Internet DRAFT - draft-mglt-dnsop-search-list-processing
draft-mglt-dnsop-search-list-processing
DNSOP D. Migault (Ed)
Internet-Draft Orange
Intended status: Standards Track April 11, 2014
Expires: October 13, 2014
DNS Search List Processing
draft-mglt-dnsop-search-list-processing-00.txt
Abstract
Domain Names can be Qualified or Unqualified Domain Names. Qualified
Domain Names are resolved over the public DNS infrastructure, whereas
Unqualified Domain Names are resolved using search lists. How search
lists are generated and interpreted varies from one application to
another and from one operating system to another. This makes
Unqualified Domain Name resolution unpredictable, non deterministic,
and as such neither reliable nor stable.
In addition, there is neither clear rules to define whether a name is
a Qualified or an Unqualified Domain Name. This also contributes in
making the naming resolution unreliable, as the resolution of a given
name can result in different responses.
As a consequence, most resolution systems currently end with a "try
and error" strategy. More specifically, according to some system
dependent heuristics, a resolver initiates an Unqualified (resp.

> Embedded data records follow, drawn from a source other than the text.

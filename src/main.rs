//! `devenv` command-line entry point.

use std::sync::Arc;

use anyhow::Result;
use clap::Parser;

use devenv_cli::{cli, commands, logging};

fn main() -> Result<()> {
    let _ = enable_ansi_support::enable_ansi_support();
    let args = cli::Cli::parse();

    match args.command {
        cli::Command::Provision(opts) => {
            logging::init_subscriber(args.verbose, "provision");
            commands::install_interrupt_handler();
            let log = Arc::new(logging::Logger::new("provision"));
            commands::provision::run(&args.global, &opts, &log)
        }
        cli::Command::Validate => {
            logging::init_subscriber(args.verbose, "validate");
            let log = logging::Logger::new("validate");
            commands::validate::run(&args.global, &log)
        }
        cli::Command::Vars(opts) => commands::vars::run(&args.global, &opts),
        cli::Command::Roles => commands::roles::run(),
        cli::Command::Completions { shell } => {
            commands::completions::run(shell);
            Ok(())
        }
        cli::Command::Version => {
            #[allow(clippy::print_stdout)]
            {
                println!("devenv {}", commands::version());
            }
            Ok(())
        }
    }
}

Qualified) Domain Name resolution, and, in case of a NXDOMAIN
response, fails back in a Qualified (resp. Unqualified) Domain Name
resolution. Such strategies were acceptable as the probability of
collision between domains within search list and those published in
the public DNS infrastructure remains low. In the context of the
generalization of Top Level Domain, this assumption is not acceptable
anymore, resulting in an unreliable and unstable naming resolution.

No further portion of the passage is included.